The aim of this study was to assess the impact of developing a hernia program on mesh utilization.Background:
With the ongoing changes in healthcare, the value of all interventions will see increased scrutiny. Hernia mesh can be one of the most costly components of hernia repairs. A disease-based institutional hernia program that defines roles for mesh utilization and measures outcomes has the potential to add significant value to hospital systems.Methods:
In August 2014, a disease-based hernia program was initiated across a hospital system. In collaboration with hospital administration, surgical operations, and all surgeons involved in the care of hernia patients, general guidelines for mesh utilization based on CDC wound class were created.
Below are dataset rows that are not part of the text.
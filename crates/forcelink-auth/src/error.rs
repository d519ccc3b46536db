//! Authentication error types.

use thiserror::Error;

/// Authentication error type.
#[derive(Error, Debug)]
pub enum AuthError {
    /// Invalid connected-app configuration; must be fixed by the integrator
    #[error("Configuration error: {0}")]
    Config(String),

    /// Operation requiring a token invoked with none stored
    #[error("No authenticated user")]
    NotAuthenticated,

    /// The identity provider rejected the refresh token; the session has
    /// been cleared and the user must log in again
    #[error("Token refresh rejected: HTTP {status}")]
    RefreshFailed { status: u16, body: String },

    /// Transport-level failure reaching the identity provider; the session
    /// is preserved and the operation can be retried later
    #[error("Identity provider unreachable")]
    Unreachable(#[source] reqwest::Error),

    /// HTTP 401 from a protected resource; refresh the session and retry
    #[error("Session expired")]
    SessionExpired,

    /// Any other non-2xx from a protected resource
    #[error("Server response unsuccessful: HTTP {status}")]
    ServerUnsuccessful { status: u16, body: String },

    /// Invalid transition in the session state machine
    #[error("Invalid session state transition: {0}")]
    InvalidStateTransition(String),

    /// Storage error
    #[error("Store error: {0}")]
    Store(#[from] forcelink_store::StoreError),

    /// HTTP request error
    #[error("HTTP error: {0}")]
    Http(#[from] reqwest::Error),

    /// JSON error
    #[error("JSON error: {0}")]
    Json(#[from] serde_json::Error),
}

impl AuthError {
    /// Returns true if the identity provider could not be reached.
    ///
    /// Callers must not clear the session on this path; the convention is to
    /// re-attempt on the next user-triggered action rather than back off.
    pub fn is_unreachable(&self) -> bool {
        matches!(self, AuthError::Unreachable(_))
    }

    /// Returns true if recovery requires sending the user back to login.
    pub fn requires_login(&self) -> bool {
        matches!(
            self,
            AuthError::NotAuthenticated | AuthError::RefreshFailed { .. }
        )
    }
}

/// Result type alias using AuthError.
pub type AuthResult<T> = Result<T, AuthError>;

#[cfg(test)]
mod tests {
    use super::*;

    #[test]
    fn test_refresh_failed_requires_login() {
        let err = AuthError::RefreshFailed {
            status: 400,
            body: "expired".to_string(),
        };
        assert!(err.requires_login());
        assert!(!err.is_unreachable());
    }

    #[test]
    fn test_not_authenticated_requires_login() {
        assert!(AuthError::NotAuthenticated.requires_login());
    }

    #[test]
    fn test_session_expired_does_not_require_login() {
        // 401 from a protected resource is recovered by refreshing, not by
        // restarting the login flow.
        assert!(!AuthError::SessionExpired.requires_login());
    }

    #[test]
    fn test_server_unsuccessful_is_not_unreachable() {
        let err = AuthError::ServerUnsuccessful {
            status: 503,
            body: String::new(),
        };
        assert!(!err.is_unreachable());
        assert!(!err.requires_login());
    }
}
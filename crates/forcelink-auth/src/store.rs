//! Serde-aware wrapper over the token slot.

use crate::error::AuthResult;
use crate::token::AuthToken;
use forcelink_store::TokenSlot;

/// High-level API for loading and saving the session token.
///
/// The slot holds one opaque JSON blob; a blank value is treated the same as
/// an absent one, and clearing writes the empty string.
pub struct TokenStore {
    slot: Box<dyn TokenSlot>,
}

impl TokenStore {
    /// Create a token store with the given slot backend.
    pub fn new(slot: Box<dyn TokenSlot>) -> Self {
        Self { slot }
    }

    /// Load the persisted token, if any.
    pub fn load(&self) -> AuthResult<Option<AuthToken>> {
        match self.slot.get()? {
            Some(raw) if !raw.trim().is_empty() => Ok(Some(AuthToken::from_json(&raw)?)),
            _ => Ok(None),
        }
    }

    /// Persist the token; `None` clears the slot.
    pub fn save(&self, token: Option<&AuthToken>) -> AuthResult<()> {
        let raw = match token {
            Some(token) => token.to_json()?,
            None => String::new(),
        };
        self.slot.set(&raw)?;
        Ok(())
    }
}
impl Scheduler {
    pub fn new() -> Self {
        Self::default()
    }

    /// Builds every component, launches the four crawl loops, and seeds the
    /// cache with the first request at depth 0.
    ///
    /// All validation failures come back synchronously as `Err`, and a failed
    /// start leaves the scheduler startable again. Starting while a run is
    /// live is an error.
    #[allow(clippy::too_many_arguments)]
    pub async fn start(
        &self,
        channel_args: ChannelArgs,
        pool_args: PoolArgs,
        crawl_depth: u32,
        gen_http_client: GenHttpClient,
        parsers: Vec<ParseResponse>,
        processors: Vec<ProcessItem>,
        seed_http_req: reqwest::Request,
    ) -> Result<()> {
        let claimed = self
            .running
            .compare_exchange(
                RUNNING_NEVER_STARTED,
                RUNNING_STARTED,
                Ordering::SeqCst,
                Ordering::SeqCst,
            )
            .is_ok()
            || self
                .running
                .compare_exchange(
                    RUNNING_STOPPED,
                    RUNNING_STARTED,
                    Ordering::SeqCst,
                    Ordering::SeqCst,
                )
                .is_ok();
        if !claimed {
            bail!("the scheduler has been started");
        }

        match self.try_start(
            channel_args,
            pool_args,
            crawl_depth,
            gen_http_client,
            parsers,
            processors,
            seed_http_req,
        ) {
            Ok(()) => Ok(()),
            Err(err) => {
                // Leave the scheduler startable after a rejected start.
                self.running.store(RUNNING_NEVER_STARTED, Ordering::SeqCst);
                Err(err)
            }
        }
    }

    #[allow(clippy::too_many_arguments)]
    fn try_start(
        &self,
        channel_args: ChannelArgs,
        pool_args: PoolArgs,
        crawl_depth: u32,
        gen_http_client: GenHttpClient,
        parsers: Vec<ParseResponse>,
        processors: Vec<ProcessItem>,
        seed_http_req: reqwest::Request,
    ) -> Result<()> {
        channel_args.check()?;
        pool_args.check()?;

        let chanman = ChannelManager::new(channel_args)?;
        let dl_pool = new_downloader_pool(pool_args.page_downloader_pool_size(), gen_http_client)
            .map_err(|err| anyhow!("occur error when get page downloader pool: {err}"))?;
        let analyzer_pool = new_analyzer_pool(pool_args.analyzer_pool_size())
            .map_err(|err| anyhow!("occur error when get analyzer pool: {err}"))?;

        if processors.is_empty() {
            bail!("the item processor list is invalid");
        }
        let item_pipeline = ItemPipeline::new(processors);
        item_pipeline.set_fail_fast(true);

        let seed_host = seed_http_req
            .url()
            .host_str()
            .unwrap_or_default()
            .to_string();
        let primary = primary_domain(&seed_host)?;

        let stop_sign = {
            let previous = self.inner.read().as_ref().map(|inner| Arc::clone(&inner.stop_sign));
            match previous {
                Some(sign) => {
                    sign.reset();
                    sign
                }
                None => Arc::new(StopSign::new()),
            }
        };

        let inner = Arc::new(SchedulerInner {
            channel_args,
            pool_args,
            crawl_depth,
            primary_domain: primary,
            chanman,
            stop_sign,
            dl_pool,
            analyzer_pool,
            item_pipeline,
            req_cache: RequestCache::new(),
            url_set: DashSet::new(),
            dropped_errors: AtomicU64::new(0),
        });
        *self.inner.write() = Some(Arc::clone(&inner));

        inner.start_downloading();
        inner.activate_analyzers(Arc::new(parsers));
        inner.open_item_pipeline();
        inner.schedule(TRANSFER_INTERVAL);

        let seed = Request::new(seed_http_req, 0);
        if !inner.save_req_to_cache(seed, SCHEDULER_CODE) {
            warn!("the first request was not admitted to the cache");
        }
        Ok(())
    }

    /// Raises the stop sign, closes the channels and the cache. Only valid
    /// while running; a second call returns false.
    pub fn stop(&self) -> bool {
        if self
            .running
            .compare_exchange(
                RUNNING_STARTED,
                RUNNING_STOPPED,
                Ordering::SeqCst,
                Ordering::SeqCst,
            )
            .is_err()
        {
            return false;
        }
        if let Some(inner) = self.inner.read().clone() {
            inner.stop_sign.sign();
            inner.chanman.close();
            inner.req_cache.close();
        }
        true
    }

    pub fn running(&self) -> bool {
        self.running.load(Ordering::SeqCst) == RUNNING_STARTED
    }

    /// The consumer side of the error channel, or `None` unless the channel
    /// manager is initialized.
    pub fn error_chan(&self) -> Option<AsyncReceiver<CrawlerError>> {
        let inner = self.inner.read().clone()?;
        inner.chanman.error_chan().ok().map(|(_tx, rx)| rx)
    }

    /// True iff both pools are fully returned and the pipeline has no item in
    /// flight.
    pub fn idle(&self) -> bool {
        match self.inner.read().clone() {
            Some(inner) => {
                inner.dl_pool.used() == 0
                    && inner.analyzer_pool.used() == 0
                    && inner.item_pipeline.processing_number() == 0
            }
            None => false,
        }
    }

    /// Snapshot of the scheduler's observable state, or `None` before the
    /// first start.
    pub fn summary(&self, prefix: &str) -> Option<SchedSummary> {
        let inner = self.inner.read().clone()?;
        let urls: Vec<String> = inner.url_set.iter().map(|url| url.key().clone()).collect();
        Some(SchedSummary::new(
            prefix,
            self.running(),
            inner.channel_args,
            inner.pool_args,
            inner.crawl_depth,
            inner.chanman.summary(),
            inner.req_cache.summary(),
            inner.dl_pool.used(),
            inner.dl_pool.total(),
            inner.analyzer_pool.used(),
            inner.analyzer_pool.total(),
            inner.item_pipeline.summary(),
            urls,
            inner.stop_sign.summary(),
            inner.dropped_errors.load(Ordering::SeqCst),
        ))
    }
}
//! # crawl-core
//!
//! Core engine of a depth-bounded, same-site concurrent web crawler.
//!
//! The engine is built around a [`Scheduler`] that owns four bounded
//! channels (requests, responses, items, errors), a pool of page
//! downloaders, a pool of response analyzers, an in-order item pipeline, a
//! FIFO request cache, and a URL-seen set. The embedder supplies the HTTP
//! client factory, the response parsers, the item processors and the seed
//! request; the companion [`monitoring`](monitor::monitoring) watchdog
//! drains the error channel and stops the crawl once it goes quiescent.
//!
//! ## Example
//!
//! ```rust,ignore
//! use std::sync::Arc;
//! use std::time::Duration;
//! use crawl_core::prelude::*;
//!
//! #[tokio::main]
//! async fn main() -> anyhow::Result<()> {
//!     let scheduler = Arc::new(Scheduler::new());
//!     let record: Record = Arc::new(|level, content| println!("[{level}] {content}"));
//!     let check_count_rx = monitoring(
//!         Arc::clone(&scheduler),
//!         Duration::from_millis(10),
//!         1000,
//!         true,
//!         false,
//!         record,
//!     );
//!
//!     let parser: ParseResponse = Arc::new(|resp, _depth| {
//!         // extract follow-up requests and items from resp.body()
//!         (Vec::new(), Vec::new())
//!     });
//!     let processor: ProcessItem = Arc::new(|item| Ok(item));
//!
//!     scheduler
//!         .start(
//!             ChannelArgs::new(10, 10, 10, 10),
//!             PoolArgs::new(3, 3),
//!             1,
//!             Arc::new(reqwest::Client::new),
//!             vec![parser],
//!             vec![processor],
//!             reqwest::Request::new(reqwest::Method::GET, "http://example.com/".parse()?),
//!         )
//!         .await?;
//!
//!     let checks = check_count_rx.recv().await?;
//!     println!("crawl finished after {checks} idle checks");
//!     Ok(())
//! }
//! ```

pub mod analyzer;
pub mod args;
pub mod chanman;
pub mod data;
pub mod domain;
pub mod downloader;
pub mod error;
pub mod ids;
pub mod monitor;
pub mod pipeline;
pub mod pool;
pub mod prelude;
pub mod scheduler;
pub mod stopsign;

pub use analyzer::{new_analyzer_pool, Analyzer, ParseResponse};
pub use args::{ChannelArgs, PoolArgs};
pub use chanman::{ChannelManager, ChannelManagerStatus};
pub use data::{Data, Item, Request, Response};
pub use domain::primary_domain;
pub use downloader::{new_downloader_pool, GenHttpClient, PageDownloader};
pub use error::{CrawlerError, ErrorKind};
pub use ids::IdGenerator;
pub use monitor::{monitoring, Record};
pub use pipeline::{ItemPipeline, ProcessItem};
pub use pool::{Entity, EntityPool, PoolError};
pub use scheduler::{SchedSummary, Scheduler};
pub use stopsign::StopSign;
All hernia repairs performed between January 2013 and November 2015 were reviewed.Results:
Approximately, 13,937 hernias were repaired during the study period. Biologic mesh was used in 0.4% of clean, 7.1% of clean-contaminated, 38.5% of contaminated, and 58.8% of dirty cases. After initiation of the hernia program there was a reduction in biologic mesh utilization across the system (clean: 66% reduction; clean-contaminated: 63% reduction; contaminated: 55% reduction; dirty: 47% reduction). Surgeons who participated in the hernia program used significantly less biologic mesh in clean (P < 0.01), clean-contaminated (P = 0.01) and contaminated (P < 0.01) hernia repairs.Conclusions:
The development of a system-wide hernia program based on collaboration with the hospital administration, operating room purchasing and clinicians resulted in a significant reduction in costly mesh utilization. This collaborative effort from all stakeholders involved in the care of a specific disease process could provide a reproducible model to improve the value equation through cost reduction strategies in today's healthcare environment.